▶ _What is being asked_
Find how many lines of the following entries contain "never". Reply with the number alone.

Data: Begin

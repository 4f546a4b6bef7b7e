//! Tests for the multi-transfer driver: parallel batches, mirror failover,
//! optional payload demotion, halt-on-failure, and signature silence.

use pacfetch::{DownloadEvent, EngineBuilder, Error, Payload, TransferStatus};

mod common;
use common::helpers::*;

#[tokio::test]
async fn batch_downloads_every_payload() {
    let cache = create_temp_dir();
    let log = EventLog::new();
    let engine = EngineBuilder::new()
        .parallel_downloads(3)
        .on_event(log.handler())
        .build()
        .unwrap();

    let mut server = mockito::Server::new_async().await;
    for i in 0..3 {
        server
            .mock("GET", format!("/core/pkg-{i}.tar.zst").as_str())
            .with_status(200)
            .with_body(test_body(512 * (i + 1)))
            .create_async()
            .await;
    }

    let mut payloads: Vec<Payload> = (0..3)
        .map(|i| Payload::new(vec![server.url()], format!("core/pkg-{i}.tar.zst")))
        .collect();
    engine
        .download_all(&mut payloads, cache.path())
        .await
        .unwrap();

    for i in 0..3usize {
        let name = format!("pkg-{i}.tar.zst");
        assert_file_size(&cache.path().join(&name), 512 * (i as u64 + 1));
        assert!(!cache.path().join(format!("{name}.part")).exists());
        assert_event_ordering(&log.for_name(&name));
    }
}

#[tokio::test]
async fn failover_promotes_the_next_mirror() {
    let cache = create_temp_dir();
    let log = EventLog::new();
    let engine = engine_with_events(&log);
    let body = test_body(4096);

    let mut down = mockito::Server::new_async().await;
    down.mock("GET", "/core/foo-1-1.pkg.tar.zst")
        .with_status(404)
        .create_async()
        .await;
    let mut up = mockito::Server::new_async().await;
    let mock = up
        .mock("GET", "/core/foo-1-1.pkg.tar.zst")
        .with_status(200)
        .with_body(&body)
        .create_async()
        .await;

    let mut payloads = vec![Payload::new(vec![down.url(), up.url()], PKG_PATH)];
    engine
        .download_all(&mut payloads, cache.path())
        .await
        .unwrap();

    mock.assert_async().await;
    assert_eq!(std::fs::read(cache.path().join(PKG_NAME)).unwrap(), body);

    // one admission, one terminal event, success from the second mirror
    let events = log.for_name(PKG_NAME);
    assert_event_ordering(&events);
    let completed: Vec<_> = events
        .iter()
        .filter(|e| matches!(e, DownloadEvent::Completed { .. }))
        .collect();
    assert_eq!(completed.len(), 1);
    assert_eq!(
        completed[0],
        &DownloadEvent::Completed {
            total: 4096,
            result: 0
        }
    );
}

#[tokio::test]
async fn failover_to_unreachable_then_live_mirror() {
    let cache = create_temp_dir();
    let engine = EngineBuilder::new().build().unwrap();
    let body = test_body(1024);

    let mut up = mockito::Server::new_async().await;
    up.mock("GET", "/core/foo-1-1.pkg.tar.zst")
        .with_status(200)
        .with_body(&body)
        .create_async()
        .await;

    // port 9 (discard) refuses connections immediately
    let mut payloads = vec![Payload::new(
        vec!["http://127.0.0.1:9".into(), up.url()],
        PKG_PATH,
    )];
    engine
        .download_all(&mut payloads, cache.path())
        .await
        .unwrap();

    assert_eq!(std::fs::read(cache.path().join(PKG_NAME)).unwrap(), body);
}

#[tokio::test]
async fn exhausted_mirrors_fail_the_batch() {
    let cache = create_temp_dir();
    let engine = EngineBuilder::new().build().unwrap();

    let mut s1 = mockito::Server::new_async().await;
    s1.mock("GET", "/core/foo-1-1.pkg.tar.zst")
        .with_status(404)
        .create_async()
        .await;
    let mut s2 = mockito::Server::new_async().await;
    s2.mock("GET", "/core/foo-1-1.pkg.tar.zst")
        .with_status(500)
        .create_async()
        .await;

    let mut payloads = vec![Payload::new(vec![s1.url(), s2.url()], PKG_PATH)];
    let err = engine
        .download_all(&mut payloads, cache.path())
        .await
        .unwrap_err();

    assert!(matches!(err, Error::Retrieve { .. }));
    assert!(!cache.path().join(PKG_NAME).exists());
}

#[tokio::test]
async fn required_failure_stops_admission() {
    let cache = create_temp_dir();
    let log = EventLog::new();
    let engine = EngineBuilder::new()
        .parallel_downloads(1)
        .on_event(log.handler())
        .build()
        .unwrap();

    let mut server = mockito::Server::new_async().await;
    server
        .mock("GET", "/core/broken.tar.zst")
        .with_status(404)
        .create_async()
        .await;
    let never = server
        .mock("GET", "/core/never-started.tar.zst")
        .expect(0)
        .create_async()
        .await;

    let mut payloads = vec![
        Payload::new(vec![server.url()], "core/broken.tar.zst"),
        Payload::new(vec![server.url()], "core/never-started.tar.zst"),
    ];
    let err = engine
        .download_all(&mut payloads, cache.path())
        .await
        .unwrap_err();

    assert!(matches!(err, Error::Retrieve { .. }));
    never.assert_async().await;
    // the skipped payload produced no events and no files
    assert!(log.for_name("never-started.tar.zst").is_empty());
    assert!(!cache.path().join("never-started.tar.zst").exists());
}

#[tokio::test]
async fn optional_failure_does_not_stop_the_batch() {
    let cache = create_temp_dir();
    let engine = EngineBuilder::new().parallel_downloads(1).build().unwrap();
    let body = test_body(2048);

    let mut server = mockito::Server::new_async().await;
    server
        .mock("GET", "/core/foo-1-1.pkg.tar.zst.sig")
        .with_status(404)
        .create_async()
        .await;
    server
        .mock("GET", "/core/foo-1-1.pkg.tar.zst")
        .with_status(200)
        .with_body(&body)
        .create_async()
        .await;

    let mut payloads = vec![
        Payload::new(vec![server.url()], format!("{PKG_PATH}.sig"))
            .as_signature()
            .with_errors_ok(true)
            .with_max_size(16 * 1024),
        Payload::new(vec![server.url()], PKG_PATH),
    ];
    engine
        .download_all(&mut payloads, cache.path())
        .await
        .unwrap();

    // package kept, signature absent, no error surfaced
    assert_eq!(std::fs::read(cache.path().join(PKG_NAME)).unwrap(), body);
    assert!(!cache.path().join(format!("{PKG_NAME}.sig")).exists());
}

#[tokio::test]
async fn signature_payloads_emit_no_events() {
    let cache = create_temp_dir();
    let log = EventLog::new();
    let engine = engine_with_events(&log);

    let mut server = mockito::Server::new_async().await;
    server
        .mock("GET", "/core/foo-1-1.pkg.tar.zst.sig")
        .with_status(200)
        .with_body(b"detached signature bytes")
        .create_async()
        .await;

    let mut payloads = vec![Payload::new(vec![server.url()], format!("{PKG_PATH}.sig"))
        .as_signature()
        .with_max_size(16 * 1024)];
    engine
        .download_all(&mut payloads, cache.path())
        .await
        .unwrap();

    assert!(cache.path().join(format!("{PKG_NAME}.sig")).exists());
    assert!(log.all().is_empty(), "signature payloads must stay silent");
}

#[tokio::test]
async fn empty_server_list_is_rejected() {
    let cache = create_temp_dir();
    let engine = EngineBuilder::new().build().unwrap();

    let mut payloads = vec![Payload::new(Vec::new(), PKG_PATH)];
    let err = engine
        .download_all(&mut payloads, cache.path())
        .await
        .unwrap_err();
    assert!(matches!(err, Error::ServerNone));
}

#[tokio::test]
async fn external_fetch_iterates_mirrors() {
    let cache = create_temp_dir();
    let attempts = std::sync::Arc::new(std::sync::Mutex::new(Vec::new()));
    let seen = attempts.clone();
    let engine = EngineBuilder::new()
        .fetch_callback(move |url, dir, _force| {
            seen.lock().unwrap().push(url.to_string());
            if url.starts_with("https://good") {
                let name = url.rsplit('/').next().unwrap();
                std::fs::write(dir.join(name), b"external").ok()?;
                Some(TransferStatus::Downloaded)
            } else {
                None
            }
        })
        .build()
        .unwrap();

    let mut payloads = vec![Payload::new(
        vec!["https://bad.example.org".into(), "https://good.example.org".into()],
        PKG_PATH,
    )];
    engine
        .download_all(&mut payloads, cache.path())
        .await
        .unwrap();

    let attempts = attempts.lock().unwrap();
    assert_eq!(attempts.len(), 2);
    assert!(attempts[0].starts_with("https://bad"));
    assert!(attempts[1].starts_with("https://good"));
    assert!(cache.path().join(PKG_NAME).exists());
}

#[tokio::test]
async fn external_fetch_failure_on_all_mirrors_errors() {
    let cache = create_temp_dir();
    let engine = EngineBuilder::new()
        .fetch_callback(|_url, _dir, _force| None)
        .build()
        .unwrap();

    let mut payloads = vec![Payload::new(
        vec!["https://a.example.org".into(), "https://b.example.org".into()],
        PKG_PATH,
    )];
    let err = engine
        .download_all(&mut payloads, cache.path())
        .await
        .unwrap_err();
    assert!(matches!(err, Error::ExternalDownload));
}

Data: End

▶ _Solution to this exercise_
6